# Exercise directions:
Give the lines below again exactly, starting with the line that holds "pub fn conversation_id(a: &str, b: &str)" and going on through the line that holds "let me = me.to_lowercase();".

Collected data

------------------------------------

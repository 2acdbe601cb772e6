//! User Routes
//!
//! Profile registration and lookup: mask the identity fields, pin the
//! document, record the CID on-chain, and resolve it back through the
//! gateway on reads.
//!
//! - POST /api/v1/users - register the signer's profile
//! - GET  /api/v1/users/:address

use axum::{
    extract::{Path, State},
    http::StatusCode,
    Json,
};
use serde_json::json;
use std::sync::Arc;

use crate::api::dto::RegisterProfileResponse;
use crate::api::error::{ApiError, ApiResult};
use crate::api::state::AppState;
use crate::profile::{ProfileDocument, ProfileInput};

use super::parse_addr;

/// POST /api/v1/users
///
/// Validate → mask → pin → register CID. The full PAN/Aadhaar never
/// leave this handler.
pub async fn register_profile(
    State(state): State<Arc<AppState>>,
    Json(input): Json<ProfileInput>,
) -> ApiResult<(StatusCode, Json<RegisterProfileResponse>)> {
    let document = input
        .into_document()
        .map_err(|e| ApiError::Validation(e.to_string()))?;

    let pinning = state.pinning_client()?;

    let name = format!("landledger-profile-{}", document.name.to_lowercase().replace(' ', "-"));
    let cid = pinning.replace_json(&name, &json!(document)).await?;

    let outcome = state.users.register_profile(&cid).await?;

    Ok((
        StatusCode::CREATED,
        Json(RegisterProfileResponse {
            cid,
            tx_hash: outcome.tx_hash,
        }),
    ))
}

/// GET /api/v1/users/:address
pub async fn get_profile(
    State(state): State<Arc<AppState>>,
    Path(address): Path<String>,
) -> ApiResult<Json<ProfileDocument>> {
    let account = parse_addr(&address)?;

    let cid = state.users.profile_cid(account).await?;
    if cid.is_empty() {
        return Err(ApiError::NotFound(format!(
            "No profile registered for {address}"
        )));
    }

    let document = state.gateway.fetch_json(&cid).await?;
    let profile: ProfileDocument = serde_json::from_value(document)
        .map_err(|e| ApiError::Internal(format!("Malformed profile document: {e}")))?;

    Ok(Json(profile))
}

------------------------------------

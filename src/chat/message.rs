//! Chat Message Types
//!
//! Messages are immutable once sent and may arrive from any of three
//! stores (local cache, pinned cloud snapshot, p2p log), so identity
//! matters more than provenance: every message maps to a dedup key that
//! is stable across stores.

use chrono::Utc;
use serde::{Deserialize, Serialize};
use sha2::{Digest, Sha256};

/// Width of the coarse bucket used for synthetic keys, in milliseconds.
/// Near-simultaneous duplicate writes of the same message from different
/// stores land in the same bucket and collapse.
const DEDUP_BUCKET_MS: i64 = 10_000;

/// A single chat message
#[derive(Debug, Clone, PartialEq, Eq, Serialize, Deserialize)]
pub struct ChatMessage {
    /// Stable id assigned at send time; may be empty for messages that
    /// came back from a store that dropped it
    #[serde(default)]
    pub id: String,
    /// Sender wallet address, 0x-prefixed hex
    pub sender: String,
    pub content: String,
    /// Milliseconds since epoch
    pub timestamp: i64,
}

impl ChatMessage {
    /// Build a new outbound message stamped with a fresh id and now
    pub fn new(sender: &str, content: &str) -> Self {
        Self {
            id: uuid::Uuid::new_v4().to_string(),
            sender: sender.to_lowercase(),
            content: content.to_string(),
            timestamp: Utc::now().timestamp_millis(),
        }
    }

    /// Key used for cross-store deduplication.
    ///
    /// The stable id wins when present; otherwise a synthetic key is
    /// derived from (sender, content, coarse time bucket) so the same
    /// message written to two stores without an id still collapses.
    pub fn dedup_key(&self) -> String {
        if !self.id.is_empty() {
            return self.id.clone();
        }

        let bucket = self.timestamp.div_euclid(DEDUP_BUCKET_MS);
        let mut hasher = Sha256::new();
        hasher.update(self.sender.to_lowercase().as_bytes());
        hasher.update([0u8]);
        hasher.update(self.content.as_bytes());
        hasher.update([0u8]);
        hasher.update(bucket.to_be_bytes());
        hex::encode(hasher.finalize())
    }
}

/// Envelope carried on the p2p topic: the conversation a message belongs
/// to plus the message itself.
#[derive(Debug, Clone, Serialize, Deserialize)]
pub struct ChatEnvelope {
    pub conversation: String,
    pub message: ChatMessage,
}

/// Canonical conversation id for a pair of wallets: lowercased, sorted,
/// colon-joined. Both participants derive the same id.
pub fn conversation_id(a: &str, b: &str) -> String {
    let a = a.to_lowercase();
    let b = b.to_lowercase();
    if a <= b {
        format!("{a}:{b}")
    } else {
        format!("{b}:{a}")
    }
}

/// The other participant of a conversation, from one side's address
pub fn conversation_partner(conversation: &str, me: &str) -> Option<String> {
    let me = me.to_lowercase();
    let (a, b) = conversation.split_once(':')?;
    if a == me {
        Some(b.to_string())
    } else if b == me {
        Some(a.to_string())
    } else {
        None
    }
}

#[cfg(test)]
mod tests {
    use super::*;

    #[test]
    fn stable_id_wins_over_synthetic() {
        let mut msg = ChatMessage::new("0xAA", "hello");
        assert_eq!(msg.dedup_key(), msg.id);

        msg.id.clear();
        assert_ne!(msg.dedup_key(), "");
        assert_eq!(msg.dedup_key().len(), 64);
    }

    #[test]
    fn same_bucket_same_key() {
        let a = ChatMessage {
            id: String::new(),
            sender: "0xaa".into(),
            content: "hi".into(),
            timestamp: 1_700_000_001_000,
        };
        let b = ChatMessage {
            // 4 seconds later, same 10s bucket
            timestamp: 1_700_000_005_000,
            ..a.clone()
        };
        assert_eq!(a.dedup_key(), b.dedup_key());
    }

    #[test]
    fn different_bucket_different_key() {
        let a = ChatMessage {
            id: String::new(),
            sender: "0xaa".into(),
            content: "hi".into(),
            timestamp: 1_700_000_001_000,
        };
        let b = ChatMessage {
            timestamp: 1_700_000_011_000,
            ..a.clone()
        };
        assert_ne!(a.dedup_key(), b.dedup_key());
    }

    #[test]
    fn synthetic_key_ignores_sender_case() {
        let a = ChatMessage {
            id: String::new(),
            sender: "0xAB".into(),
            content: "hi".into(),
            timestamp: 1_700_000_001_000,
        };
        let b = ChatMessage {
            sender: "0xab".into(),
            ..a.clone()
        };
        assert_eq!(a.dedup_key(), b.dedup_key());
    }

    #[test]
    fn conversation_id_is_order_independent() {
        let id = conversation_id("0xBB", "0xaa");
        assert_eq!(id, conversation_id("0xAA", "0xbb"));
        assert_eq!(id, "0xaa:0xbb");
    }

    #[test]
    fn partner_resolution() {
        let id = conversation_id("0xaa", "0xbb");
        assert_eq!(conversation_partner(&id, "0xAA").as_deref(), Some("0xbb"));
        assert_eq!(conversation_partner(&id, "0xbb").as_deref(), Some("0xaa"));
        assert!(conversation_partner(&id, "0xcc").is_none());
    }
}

------------------------------------

# The completed task:
pub fn conversation_id(a: &str, b: &str) -> String {
    let a = a.to_lowercase();
    let b = b.to_lowercase();
    if a <= b {
        format!("{a}:{b}")
    } else {
        format!("{b}:{a}")
    }
}

/// The other participant of a conversation, from one side's address
pub fn conversation_partner(conversation: &str, me: &str) -> Option<String> {
    let me = me.to_lowercase();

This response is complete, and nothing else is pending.